After 1945 he established the Spaun Foundation for Family Research at a temporary location of his grandfather's artist colony in Dorfen near Wolfratshausen and carried the Diefenbach estate († 1913), which was considered inaccessible for decades and which was not kept according to conservation criteria during the two world wars, back together and also set up a Paul von Spaun archive. Von Spaun recognized the cultural and historical importance of his grandfather early on, through his origins, childhood experiences with Diefenbach, encounters with various propagandists of the life reform and participation in the Wandervogel movement . He strongly supported the creation of the public museums for Diefenbach's works in his hometown Hadamar and on Capri.

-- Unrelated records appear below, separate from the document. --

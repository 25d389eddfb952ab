use std::fmt;
use std::path::PathBuf;

/// Number of celestial bodies the fragment shader samples (`u_texture_*`).
pub const BODY_COUNT: usize = 10;

/// Celestial bodies with a dedicated texture slot.
///
/// The declaration order is the texture-unit order: `Earth` reads from unit 0,
/// `Stars` from unit 9. Shaders rely on this mapping, so it must never change.
#[derive(Debug, Clone, Copy, PartialEq, Eq, Hash, PartialOrd, Ord)]
pub enum CelestialBody {
    Earth,
    Mars,
    Jupiter,
    Mercury,
    Neptune,
    Saturn,
    Uranus,
    Venus,
    Sun,
    Stars,
}

impl CelestialBody {
    /// All bodies in texture-unit order.
    pub const ALL: [CelestialBody; BODY_COUNT] = [
        CelestialBody::Earth,
        CelestialBody::Mars,
        CelestialBody::Jupiter,
        CelestialBody::Mercury,
        CelestialBody::Neptune,
        CelestialBody::Saturn,
        CelestialBody::Uranus,
        CelestialBody::Venus,
        CelestialBody::Sun,
        CelestialBody::Stars,
    ];

    pub fn name(self) -> &'static str {
        match self {
            CelestialBody::Earth => "earth",
            CelestialBody::Mars => "mars",
            CelestialBody::Jupiter => "jupiter",
            CelestialBody::Mercury => "mercury",
            CelestialBody::Neptune => "neptune",
            CelestialBody::Saturn => "saturn",
            CelestialBody::Uranus => "uranus",
            CelestialBody::Venus => "venus",
            CelestialBody::Sun => "sun",
            CelestialBody::Stars => "stars",
        }
    }

    /// Texture unit (and texture slot) this body is bound to.
    pub fn unit(self) -> u32 {
        self as u32
    }

    /// Name of the sampler uniform the shader declares for this body.
    pub fn sampler_uniform(self) -> String {
        format!("u_texture_{}", self.name())
    }

    pub fn from_name(name: &str) -> Option<Self> {
        let normalized = name.trim().to_ascii_lowercase();
        Self::ALL
            .into_iter()
            .find(|body| body.name() == normalized)
    }

    pub fn from_slot(slot: u32) -> Option<Self> {
        Self::ALL.get(slot as usize).copied()
    }
}

impl fmt::Display for CelestialBody {
    fn fmt(&self, f: &mut fmt::Formatter<'_>) -> fmt::Result {
        f.pad(self.name())
    }
}

/// Pipeline stage of a shader.
#[derive(Debug, Clone, Copy, PartialEq, Eq, Hash)]
pub enum StageKind {
    Vertex,
    Fragment,
}

impl fmt::Display for StageKind {
    fn fmt(&self, f: &mut fmt::Formatter<'_>) -> fmt::Result {
        match self {
            StageKind::Vertex => f.write_str("vertex"),
            StageKind::Fragment => f.write_str("fragment"),
        }
    }
}

/// Scalar and vector inputs written once per frame.
#[derive(Debug, Clone, Copy, PartialEq, Eq, Hash)]
pub enum Uniform {
    Resolution,
    Time,
    Dt,
    Mouse,
    Zoom,
    StarMode,
    Orbit,
}

impl Uniform {
    pub const ALL: [Uniform; 7] = [
        Uniform::Resolution,
        Uniform::Time,
        Uniform::Dt,
        Uniform::Mouse,
        Uniform::Zoom,
        Uniform::StarMode,
        Uniform::Orbit,
    ];

    pub fn name(self) -> &'static str {
        match self {
            Uniform::Resolution => "u_resolution",
            Uniform::Time => "u_time",
            Uniform::Dt => "u_dt",
            Uniform::Mouse => "u_mouse",
            Uniform::Zoom => "u_zoom",
            Uniform::StarMode => "u_starMode",
            Uniform::Orbit => "u_orbit",
        }
    }

    /// GLSL type of the uniform block member backing this input.
    pub fn glsl_type(self) -> &'static str {
        match self {
            Uniform::Resolution | Uniform::Mouse => "vec2",
            Uniform::Time | Uniform::Dt | Uniform::Zoom => "float",
            Uniform::StarMode | Uniform::Orbit => "int",
        }
    }

    pub(crate) fn index(self) -> usize {
        self as usize
    }
}

/// Vertex attributes consumed by the vertex stage.
#[derive(Debug, Clone, Copy, PartialEq, Eq, Hash)]
pub enum Attribute {
    Position,
    Uv,
}

impl Attribute {
    pub const ALL: [Attribute; 2] = [Attribute::Position, Attribute::Uv];

    pub fn name(self) -> &'static str {
        match self {
            Attribute::Position => "a_position",
            Attribute::Uv => "a_uv",
        }
    }

    pub(crate) fn index(self) -> usize {
        self as usize
    }
}

/// Vertex and fragment GLSL handed to the renderer before start-up.
#[derive(Debug, Clone)]
pub struct ShaderSources {
    pub vertex: String,
    pub fragment: String,
}

impl ShaderSources {
    pub fn new(vertex: impl Into<String>, fragment: impl Into<String>) -> Self {
        Self {
            vertex: vertex.into(),
            fragment: fragment.into(),
        }
    }
}

/// Image identifier for each body's texture, in texture-unit order.
#[derive(Debug, Clone, PartialEq, Eq)]
pub struct TextureManifest {
    sources: [String; BODY_COUNT],
}

impl TextureManifest {
    /// Uses `textures/<body>_texture.jpg` for every body.
    pub fn conventional() -> Self {
        Self {
            sources: std::array::from_fn(|index| {
                format!("textures/{}_texture.jpg", CelestialBody::ALL[index].name())
            }),
        }
    }

    pub fn set(&mut self, body: CelestialBody, source: impl Into<String>) {
        self.sources[body.unit() as usize] = source.into();
    }

    pub fn source(&self, body: CelestialBody) -> &str {
        &self.sources[body.unit() as usize]
    }

    pub fn iter(&self) -> impl Iterator<Item = (CelestialBody, &str)> + '_ {
        CelestialBody::ALL
            .into_iter()
            .zip(self.sources.iter().map(String::as_str))
    }
}

impl Default for TextureManifest {
    fn default() -> Self {
        Self::conventional()
    }
}

/// Immutable configuration passed to the windowed renderer at start-up.
#[derive(Debug, Clone)]
pub struct RendererConfig {
    /// Initial window size in physical pixels.
    pub surface_size: (u32, u32),
    /// Window title; the FPS readout is appended when enabled.
    pub title: String,
    /// Shader text for both stages.
    pub shaders: ShaderSources,
    /// Root directory image identifiers are resolved against.
    pub texture_root: PathBuf,
    /// Image identifier per body.
    pub textures: TextureManifest,
    /// Zoom change per scrolled pixel.
    pub zoom_sensitivity: f32,
    /// Show the smoothed frame rate in the window title.
    pub fps_in_title: bool,
}

impl RendererConfig {
    pub fn new(shaders: ShaderSources) -> Self {
        Self {
            surface_size: (1280, 720),
            title: "Orrery".to_string(),
            shaders,
            texture_root: PathBuf::from("."),
            textures: TextureManifest::conventional(),
            zoom_sensitivity: 0.001,
            fps_in_title: true,
        }
    }
}

#[cfg(test)]
mod tests {
    use super::*;

    #[test]
    fn body_units_follow_declaration_order() {
        for (index, body) in CelestialBody::ALL.iter().enumerate() {
            assert_eq!(body.unit() as usize, index);
            assert_eq!(CelestialBody::from_slot(index as u32), Some(*body));
        }
        assert_eq!(CelestialBody::Earth.unit(), 0);
        assert_eq!(CelestialBody::Stars.unit(), 9);
        assert_eq!(CelestialBody::from_slot(10), None);
    }

    #[test]
    fn body_names_round_trip() {
        assert_eq!(CelestialBody::from_name(" Saturn "), Some(CelestialBody::Saturn));
        assert_eq!(CelestialBody::from_name("pluto"), None);
        assert_eq!(CelestialBody::Venus.sampler_uniform(), "u_texture_venus");
    }

    #[test]
    fn conventional_manifest_uses_texture_directory() {
        let mut manifest = TextureManifest::conventional();
        assert_eq!(
            manifest.source(CelestialBody::Mercury),
            "textures/mercury_texture.jpg"
        );
        manifest.set(CelestialBody::Sun, "custom/sun.png");
        assert_eq!(manifest.source(CelestialBody::Sun), "custom/sun.png");
        assert_eq!(manifest.iter().count(), BODY_COUNT);
    }
}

Through Fridolin von Spaun, Diefenbach's written estate came to the archive of the German youth movement at Ludwigstein Castle in Hesse.

literature

  • Genealogical manual of the nobility , Adelslexikon Volume XIII, Volume 128 of the complete series, CA Starke Verlag, Limburg (Lahn) 2002, ISSN  0435-2408
  • Erich Mende : The Annaberg and the German-Polish relationship . Association of Expellees, Bonn 1991, ISBN 3-925103-48-1 .
  • Robert Thoms: The storm on Annaberg 1921 in historical documents. Documents on the history of the German Freikorps . Books on Demand, Hamburg 2001, ISBN 3-8311-1792-6 .
  • Marita Krauss : Right careers in Munich: from the Weimar period to the post-war years . Volk Verlag, 2010. 416 pp.
  • Laurence Rees: The Dark Charisma of Adolf Hitler: Leading Millions into the Abyss . Ebury Press. 2012. ISBN 978-0091917630 .

Individual evidence

  1. Spaun's brother Friedrich von Spaun (1870–1950) can also be considered as the biological father of Fridolin and his siblings.
  2. As a member of the Freikorps Oberland, he still signed the obituary notice for Eleonore Baur in 1981 ; see. Hans Holzhaider : Nazi icon blood sister Pia. In: Süddeutsche Zeitung. November 9, 2007.
  3. Reinhold Friedrich: Traces of National Socialism in the Bavarian Oberland: Schliersee and Hausham between 1933 and 1945 , Norderstedt 2011, p. 99.
  4. Laurence Rees: Nazis: a Warning from History (1997).